Althea starts working immediately after you take the first pill. However, it is important to take Althea for 7 days before it is fully effective at preventing pregnancy.

What are the common side effects of Althea?

The most common side effects of Althea are mild and go away on their own within a few weeks of starting the pill. These side effects may include:

  • Nausea
  • Vomiting
  • Breast tenderness
  • Headache
  • Mood swings
  • Breakthrough bleeding

Less common side effects of Althea may include:

  • Weight gain
  • Weight loss
  • Acne
  • Decreased sex drive
  • Vaginal discharge
  • Spotting between periods

If you experience any serious side effects while taking Althea, be sure to contact your doctor right away.

Who should not take Althea?

Althea is not right for everyone. You should not take Althea if you have any of the following conditions:

  • Blood clots
  • Stroke
  • Heart disease
  • High blood pressure
  • Liver disease
  • Kidney disease
  • Breast cancer
  • Endometrial cancer
  • Vaginal bleeding of unknown cause

You should also talk to your doctor before taking Althea if you are over the age of 35, smoke cigarettes, or have migraines.
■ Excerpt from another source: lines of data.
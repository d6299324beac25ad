#![cfg_attr(not(target_os = "none"), allow(dead_code))]

//! Link counters for the firmware target.
//!
//! Lightweight atomics count command traffic, dropped event bytes and UART
//! faults so they can be logged without touching the engine.

use portable_atomic::{AtomicU32, Ordering};
use watchdog_core::Rejection;
use watchdog_core::protocol::Reply;

static COMMANDS_HANDLED: AtomicU32 = AtomicU32::new(0);
static COMMANDS_REJECTED: AtomicU32 = AtomicU32::new(0);
static DROPPED_EVENT_BYTES: AtomicU32 = AtomicU32::new(0);
static UART_ERRORS: AtomicU32 = AtomicU32::new(0);

/// Point-in-time copy of the counters.
#[derive(Clone, Copy, Debug, Default, PartialEq, Eq)]
pub struct LinkCounters {
    pub commands: u32,
    pub rejected: u32,
    pub dropped_events: u32,
    pub uart_errors: u32,
}

pub fn record_command(result: &Result<Reply, Rejection>) {
    COMMANDS_HANDLED.fetch_add(1, Ordering::Relaxed);
    if result.is_err() {
        COMMANDS_REJECTED.fetch_add(1, Ordering::Relaxed);
    }
}

/// Counts one event byte lost to a full queue and returns the new total.
pub fn record_dropped_event() -> u32 {
    DROPPED_EVENT_BYTES.fetch_add(1, Ordering::Relaxed) + 1
}

/// Counts one UART fault and returns the new total.
pub fn record_uart_error() -> u32 {
    UART_ERRORS.fetch_add(1, Ordering::Relaxed) + 1
}

pub fn snapshot() -> LinkCounters {
    LinkCounters {
        commands: COMMANDS_HANDLED.load(Ordering::Relaxed),
        rejected: COMMANDS_REJECTED.load(Ordering::Relaxed),
        dropped_events: DROPPED_EVENT_BYTES.load(Ordering::Relaxed),
        uart_errors: UART_ERRORS.load(Ordering::Relaxed),
    }
}

#[cfg(test)]
mod tests {
    use super::*;

    use watchdog_core::Ack;

    #[test]
    fn counters_accumulate() {
        let before = snapshot();
        record_command(&Ok(Reply::Ack(Ack::PingAccepted)));
        record_command(&Err(Rejection::Busy));
        record_dropped_event();

        let after = snapshot();
        assert!(after.commands >= before.commands + 2);
        assert!(after.rejected > before.rejected);
        assert!(after.dropped_events > before.dropped_events);
    }
}
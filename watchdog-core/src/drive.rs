//! Drive-activity monitor.
//!
//! A secondary watchdog fed by the drive activity line instead of pings. Any
//! activity pulse restarts the inactivity window. When the window elapses the
//! host is soft-reset, up to the configured attempt budget; after that the
//! monitor switches itself off instead of looping.

use crate::codes::{AttemptBudget, DEFAULT_DRIVE_ATTEMPTS, DEFAULT_DRIVE_TIMEOUT, ResponseTimeout};
use crate::lines::LineDriver;
use crate::response::{Ack, CommandResult, Rejection};
use crate::sequencer::Sequencer;

const STATUS_MONITORING: u16 = 1 << 6;
const STATUS_PAUSED: u16 = 1 << 7;
const STATUS_ATTEMPTS_SHIFT: u16 = 8;

/// Drive-activity monitor state machine.
#[derive(Clone, Debug)]
pub struct DriveMonitor {
    monitoring: bool,
    paused: bool,
    elapsed_ms: u32,
    timeout: ResponseTimeout,
    attempts: AttemptBudget,
    attempts_used: u8,
}

impl DriveMonitor {
    pub const fn new(timeout: ResponseTimeout, attempts: AttemptBudget) -> Self {
        Self {
            monitoring: false,
            paused: false,
            elapsed_ms: 0,
            timeout,
            attempts,
            attempts_used: 0,
        }
    }

    pub const fn is_monitoring(&self) -> bool {
        self.monitoring
    }

    pub const fn is_paused(&self) -> bool {
        self.paused
    }

    pub const fn elapsed_ms(&self) -> u32 {
        self.elapsed_ms
    }

    pub const fn timeout(&self) -> ResponseTimeout {
        self.timeout
    }

    pub const fn attempts(&self) -> AttemptBudget {
        self.attempts
    }

    /// Soft resets issued since the monitor was started.
    pub const fn attempts_used(&self) -> u8 {
        self.attempts_used
    }

    pub fn start(&mut self) -> CommandResult {
        if self.monitoring {
            return Err(Rejection::Busy);
        }
        self.elapsed_ms = 0;
        self.attempts_used = 0;
        self.paused = false;
        self.monitoring = true;
        Ok(Ack::DriveStarted)
    }

    pub fn stop(&mut self) -> CommandResult {
        self.monitoring = false;
        self.paused = false;
        Ok(Ack::DriveStopped)
    }

    /// Freezes the inactivity window.
    pub fn pause(&mut self) -> CommandResult {
        self.paused = true;
        Ok(Ack::DrivePaused)
    }

    pub fn resume(&mut self) -> CommandResult {
        self.paused = false;
        Ok(Ack::DriveResumed)
    }

    pub fn set_timeout(&mut self, code: u8) -> CommandResult {
        self.ensure_stopped()?;
        self.timeout = ResponseTimeout::from_code(code);
        Ok(Ack::DriveTimeoutSet)
    }

    pub fn set_attempts(&mut self, code: u8) -> CommandResult {
        self.ensure_stopped()?;
        self.attempts = AttemptBudget::from_code(code);
        Ok(Ack::DriveAttemptsSet)
    }

    /// Replaces timeout and budget together.
    pub fn configure(
        &mut self,
        timeout: ResponseTimeout,
        attempts: AttemptBudget,
    ) -> Result<(), Rejection> {
        self.ensure_stopped()?;
        self.timeout = timeout;
        self.attempts = attempts;
        Ok(())
    }

    /// Bits 0-5 timeout code, bit 6 monitoring, bit 7 paused, bits 8-10
    /// attempts code.
    pub fn status(&self) -> u16 {
        let mut status = u16::from(self.timeout.code());
        if self.monitoring {
            status |= STATUS_MONITORING;
        }
        if self.paused {
            status |= STATUS_PAUSED;
        }
        status | (u16::from(self.attempts.code()) << STATUS_ATTEMPTS_SHIFT)
    }

    pub const fn needs_ticks(&self) -> bool {
        self.monitoring && !self.paused
    }

    pub const fn listening_for_activity(&self) -> bool {
        self.monitoring
    }

    /// Any activity pulse proves the host is alive.
    pub fn on_activity(&mut self) {
        self.elapsed_ms = 0;
    }

    pub fn tick<L: LineDriver>(&mut self, sequencer: &mut Sequencer, lines: &mut L) {
        if !self.monitoring || self.paused {
            return;
        }

        self.elapsed_ms = self.elapsed_ms.saturating_add(1);
        if self.elapsed_ms < self.timeout.as_millis() {
            return;
        }

        self.elapsed_ms = 0;
        if self.attempts_used < self.attempts.attempts() {
            self.attempts_used += 1;
            // A pulse already in flight consumes the attempt.
            let _ = sequencer.soft_reset(lines);
        } else {
            self.monitoring = false;
            self.attempts_used = 0;
        }
    }

    fn ensure_stopped(&self) -> Result<(), Rejection> {
        if self.monitoring {
            Err(Rejection::Busy)
        } else {
            Ok(())
        }
    }
}

impl Default for DriveMonitor {
    fn default() -> Self {
        Self::new(DEFAULT_DRIVE_TIMEOUT, DEFAULT_DRIVE_ATTEMPTS)
    }
}

#[cfg(test)]
mod tests {
    use super::*;

    use crate::lines::NoopLineDriver;

    fn run(monitor: &mut DriveMonitor, sequencer: &mut Sequencer, ticks: u32) {
        let mut lines = NoopLineDriver::new();
        for _ in 0..ticks {
            monitor.tick(sequencer, &mut lines);
            sequencer.tick(&mut lines);
        }
    }

    #[test]
    fn default_status_packs_codes() {
        let monitor = DriveMonitor::default();
        assert_eq!(monitor.status(), 0x020B);
    }

    #[test]
    fn status_reflects_flags() {
        let mut monitor = DriveMonitor::default();
        monitor.start().unwrap();
        monitor.pause().unwrap();
        assert_eq!(monitor.status(), 0x020B | STATUS_MONITORING | STATUS_PAUSED);
    }

    #[test]
    fn configuration_is_locked_while_monitoring() {
        let mut monitor = DriveMonitor::default();
        monitor.start().unwrap();

        assert_eq!(monitor.set_timeout(0), Err(Rejection::Busy));
        assert_eq!(monitor.set_attempts(0), Err(Rejection::Busy));
        assert_eq!(monitor.start(), Err(Rejection::Busy));

        monitor.stop().unwrap();
        assert_eq!(monitor.set_timeout(0), Ok(Ack::DriveTimeoutSet));
        assert_eq!(monitor.timeout().as_millis(), 5_000);
    }

    #[test]
    fn exhausted_budget_disables_monitor() {
        let mut sequencer = Sequencer::default();
        let mut monitor = DriveMonitor::new(ResponseTimeout::from_code(0), AttemptBudget::from_code(1));
        monitor.start().unwrap();

        run(&mut monitor, &mut sequencer, 10_000);
        assert_eq!(monitor.attempts_used(), 2);
        assert!(monitor.is_monitoring());

        run(&mut monitor, &mut sequencer, 5_000);
        assert!(!monitor.is_monitoring());
        assert_eq!(monitor.attempts_used(), 0);
        assert!(!monitor.needs_ticks());
    }
}
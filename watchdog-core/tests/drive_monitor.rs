mod common;

use common::Rig;
use watchdog_core::Rejection;
use watchdog_core::lines::{LineAction, LineId};

const DRIVE_TIMEOUT_MS: u64 = 60_000;

#[test]
fn inactivity_window_triggers_soft_reset() {
    let mut rig = Rig::new();
    rig.call(|watchdog| watchdog.drive_start()).unwrap();
    assert!(rig.watchdog.activity().interrupt().unmasked);

    rig.advance(DRIVE_TIMEOUT_MS - 1);
    assert_eq!(rig.soft_resets(), 0);

    rig.advance(1);
    assert_eq!(rig.soft_resets(), 1);
    assert_eq!(rig.watchdog.drive().attempts_used(), 1);
}

#[test]
fn activity_restarts_inactivity_window() {
    let mut rig = Rig::new();
    rig.call(|watchdog| watchdog.drive_start()).unwrap();

    rig.advance(30_000);
    rig.call(|watchdog| watchdog.activity_pulse());
    rig.advance(DRIVE_TIMEOUT_MS - 1);
    assert_eq!(rig.soft_resets(), 0);

    rig.advance(1);
    assert_eq!(rig.soft_resets(), 1);
}

#[test]
fn pause_freezes_window_until_resume() {
    let mut rig = Rig::new();
    rig.call(|watchdog| watchdog.drive_start()).unwrap();
    rig.advance(30_000);

    rig.call(|watchdog| watchdog.drive_pause()).unwrap();
    assert_eq!(rig.watchdog.drive_status() & 0x00C0, 0x00C0);
    assert!(!rig.watchdog.time().source().running);

    rig.advance(200_000);
    assert_eq!(rig.soft_resets(), 0);
    assert_eq!(rig.watchdog.drive().elapsed_ms(), 30_000);

    rig.call(|watchdog| watchdog.drive_resume()).unwrap();
    rig.advance(29_999);
    assert_eq!(rig.soft_resets(), 0);
    rig.advance(1);
    assert_eq!(rig.soft_resets(), 1);
}

#[test]
fn exhausted_budget_switches_monitor_off() {
    let mut rig = Rig::new();
    rig.call(|watchdog| watchdog.drive_start()).unwrap();

    rig.advance(DRIVE_TIMEOUT_MS * 3);
    assert_eq!(rig.soft_resets(), 3);
    assert!(rig.watchdog.drive().is_monitoring());

    rig.advance(DRIVE_TIMEOUT_MS);
    assert_eq!(rig.soft_resets(), 3);
    assert!(!rig.watchdog.drive().is_monitoring());
    assert_eq!(rig.watchdog.drive_status(), 0x020B);
    assert!(!rig.watchdog.activity().interrupt().unmasked);
    assert!(!rig.watchdog.time().source().running);

    rig.advance(DRIVE_TIMEOUT_MS * 2);
    assert_eq!(rig.soft_resets(), 3);
}

#[test]
fn configuration_is_locked_while_monitoring() {
    let mut rig = Rig::new();
    rig.call(|watchdog| watchdog.drive_start()).unwrap();

    assert_eq!(rig.call(|watchdog| watchdog.drive_start()), Err(Rejection::Busy));
    assert_eq!(
        rig.call(|watchdog| watchdog.drive_set_timeout(0)),
        Err(Rejection::Busy)
    );
    assert_eq!(
        rig.call(|watchdog| watchdog.drive_set_attempts(0)),
        Err(Rejection::Busy)
    );
    assert_eq!(rig.watchdog.drive_status(), 0x024B);

    rig.call(|watchdog| watchdog.drive_stop()).unwrap();
    rig.call(|watchdog| watchdog.drive_set_timeout(0)).unwrap();
    rig.call(|watchdog| watchdog.drive_set_attempts(0)).unwrap();
    assert_eq!(rig.watchdog.drive_status(), 0x0000);

    rig.call(|watchdog| watchdog.drive_start()).unwrap();
    rig.advance(5_000);
    assert_eq!(rig.soft_resets(), 1);
    rig.advance(5_000);
    assert!(!rig.watchdog.drive().is_monitoring());
}

#[test]
fn runs_alongside_supervisor() {
    let mut rig = Rig::new();
    rig.call(|watchdog| watchdog.start()).unwrap();
    rig.call(|watchdog| watchdog.drive_start()).unwrap();

    rig.advance(DRIVE_TIMEOUT_MS);
    assert_eq!(rig.soft_resets(), 1);
    rig.advance(30_000);
    assert_eq!(rig.soft_resets(), 2);

    let asserts: Vec<u64> = rig
        .transitions
        .iter()
        .filter(|transition| {
            transition.line == LineId::Reset && transition.action == LineAction::AssertLow
        })
        .map(|transition| transition.at_ms)
        .collect();
    assert_eq!(asserts, [60_000, 90_000]);
}
//! 1 ms time base and tick fan-out.
//!
//! The firmware's periodic timer interrupt calls [`TimeBase::tick`] once per
//! millisecond. The time base answers with the observers to deliver the tick
//! to, in registration order; the [`Watchdog`](crate::watchdog::Watchdog)
//! owns the observers and performs the calls. When nobody is subscribed the
//! hardware tick source is stopped, and it is restarted by the next
//! subscription.

use heapless::Vec;

use crate::registry::{RegistryError, SubscriberRegistry};

/// Number of tick observer slots.
pub const OBSERVER_SLOTS: usize = 4;

/// Tick period in milliseconds.
pub const TICK_PERIOD_MS: u32 = 1;

/// Hardware clock that produces the periodic tick.
pub trait TickSource {
    /// Starts (or resumes) periodic tick generation.
    fn start(&mut self);

    /// Stops tick generation.
    fn stop(&mut self);
}

/// Tick source with no hardware behind it.
#[derive(Copy, Clone, Debug, Default)]
pub struct NoopTickSource;

impl TickSource for NoopTickSource {
    fn start(&mut self) {}

    fn stop(&mut self) {}
}

/// State machines that can receive ticks.
#[derive(Copy, Clone, Debug, Eq, PartialEq)]
#[cfg_attr(feature = "defmt", derive(defmt::Format))]
pub enum TickObserver {
    Indicator,
    Sequencer,
    Supervisor,
    DriveMonitor,
}

/// Periodic time base with a bounded observer registry.
pub struct TimeBase<C, const SLOTS: usize = OBSERVER_SLOTS> {
    source: C,
    observers: SubscriberRegistry<TickObserver, SLOTS>,
    started: bool,
    source_running: bool,
    uptime_ms: u32,
}

impl<C, const SLOTS: usize> TimeBase<C, SLOTS>
where
    C: TickSource,
{
    /// Creates a stopped time base around the hardware source.
    pub const fn new(source: C) -> Self {
        Self {
            source,
            observers: SubscriberRegistry::new(),
            started: false,
            source_running: false,
            uptime_ms: 0,
        }
    }

    /// Allows tick delivery. The source only runs while observers exist.
    pub fn start(&mut self) {
        self.started = true;
        self.sync_source();
    }

    /// Stops tick delivery regardless of the registered observers.
    pub fn stop(&mut self) {
        self.started = false;
        self.sync_source();
    }

    /// Registers an observer after the existing ones.
    pub fn subscribe(&mut self, observer: TickObserver) -> Result<(), RegistryError> {
        self.observers.subscribe(observer)?;
        self.sync_source();
        Ok(())
    }

    /// Removes an observer. Unknown observers are ignored.
    pub fn unsubscribe(&mut self, observer: TickObserver) {
        if self.observers.unsubscribe(observer) {
            self.sync_source();
        }
    }

    /// Returns `true` when `observer` is registered.
    pub fn is_subscribed(&self, observer: TickObserver) -> bool {
        self.observers.contains(observer)
    }

    /// Returns `true` while the hardware source is producing ticks.
    pub const fn is_running(&self) -> bool {
        self.source_running
    }

    /// Milliseconds delivered since construction, wrapping after ~49 days.
    pub const fn uptime_ms(&self) -> u32 {
        self.uptime_ms
    }

    /// Accounts for one tick and returns the observers to deliver it to.
    ///
    /// Returns an empty list while the source is stopped.
    pub fn tick(&mut self) -> Vec<TickObserver, SLOTS> {
        if !self.source_running {
            return Vec::new();
        }

        self.uptime_ms = self.uptime_ms.wrapping_add(TICK_PERIOD_MS);
        self.observers.snapshot()
    }

    /// Accesses the hardware source.
    pub fn source(&self) -> &C {
        &self.source
    }

    fn sync_source(&mut self) {
        let wanted = self.started && !self.observers.is_empty();
        if wanted == self.source_running {
            return;
        }

        if wanted {
            self.source.start();
        } else {
            self.source.stop();
        }
        self.source_running = wanted;
    }
}
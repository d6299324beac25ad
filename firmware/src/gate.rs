#![cfg_attr(not(target_os = "none"), allow(dead_code))]

//! Software gates standing in for the timer and EXTI enable bits.
//!
//! The engine starts and stops its tick source and masks the activity
//! interrupt from inside a critical section. The async tasks that own the
//! real ticker and EXTI line watch these gates instead.

use embassy_sync::blocking_mutex::raw::CriticalSectionRawMutex;
use embassy_sync::signal::Signal;
use portable_atomic::{AtomicBool, Ordering};
use watchdog_core::activity::ActivityInterrupt;
use watchdog_core::time::TickSource;

/// Open/closed flag with a wake-up for the task watching it.
pub struct Gate {
    open: AtomicBool,
    changed: Signal<CriticalSectionRawMutex, ()>,
}

impl Gate {
    pub const fn new() -> Self {
        Self {
            open: AtomicBool::new(false),
            changed: Signal::new(),
        }
    }

    pub fn open(&self) {
        if !self.open.swap(true, Ordering::AcqRel) {
            self.changed.signal(());
        }
    }

    pub fn close(&self) {
        if self.open.swap(false, Ordering::AcqRel) {
            self.changed.signal(());
        }
    }

    pub fn is_open(&self) -> bool {
        self.open.load(Ordering::Acquire)
    }

    /// Resolves once the gate is open.
    pub async fn wait_open(&self) {
        while !self.is_open() {
            self.changed.wait().await;
        }
    }

    /// Resolves on the next open/close transition. May resolve spuriously.
    pub async fn changed(&self) {
        self.changed.wait().await;
    }
}

/// Gate for the 1 ms ticker task.
pub static TICK_GATE: Gate = Gate::new();
/// Gate for the drive activity EXTI task.
pub static ACTIVITY_GATE: Gate = Gate::new();

/// [`TickSource`] that opens and closes [`TICK_GATE`].
pub struct TickGate {
    gate: &'static Gate,
}

impl TickGate {
    pub const fn new(gate: &'static Gate) -> Self {
        Self { gate }
    }
}

impl TickSource for TickGate {
    fn start(&mut self) {
        self.gate.open();
    }

    fn stop(&mut self) {
        self.gate.close();
    }
}

/// [`ActivityInterrupt`] that opens and closes [`ACTIVITY_GATE`].
pub struct ActivityGate {
    gate: &'static Gate,
}

impl ActivityGate {
    pub const fn new(gate: &'static Gate) -> Self {
        Self { gate }
    }
}

impl ActivityInterrupt for ActivityGate {
    fn enable(&mut self) {
        self.gate.open();
    }

    fn disable(&mut self) {
        self.gate.close();
    }
}

#[cfg(test)]
mod tests {
    use super::*;

    use embassy_futures::block_on;

    #[test]
    fn tick_gate_follows_source_calls() {
        static GATE: Gate = Gate::new();
        let mut source = TickGate::new(&GATE);
        assert!(!GATE.is_open());

        source.start();
        assert!(GATE.is_open());
        block_on(GATE.wait_open());

        source.stop();
        assert!(!GATE.is_open());
    }

    #[test]
    fn activity_gate_signals_transitions() {
        static GATE: Gate = Gate::new();
        let mut interrupt = ActivityGate::new(&GATE);

        interrupt.enable();
        block_on(GATE.changed());
        interrupt.disable();
        block_on(GATE.changed());
        assert!(!GATE.is_open());
    }
}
Can I take Althea while breastfeeding?

Althea is not recommended for breastfeeding mothers. This is because Althea can reduce the amount of breast milk you produce.

Can I take Althea if I am trying to get pregnant?

You should not take Althea if you are trying to get pregnant. Althea works by preventing ovulation, so it will make it difficult for you to conceive.

How do I miss a pill?

If you miss a pill, take it as soon as you remember. If you miss more than one pill, contact your doctor for advice.

How long can I take Althea for?

You can take Althea for as long as you need to. However, it is important to talk to your doctor regularly to make sure that Althea is still right for you.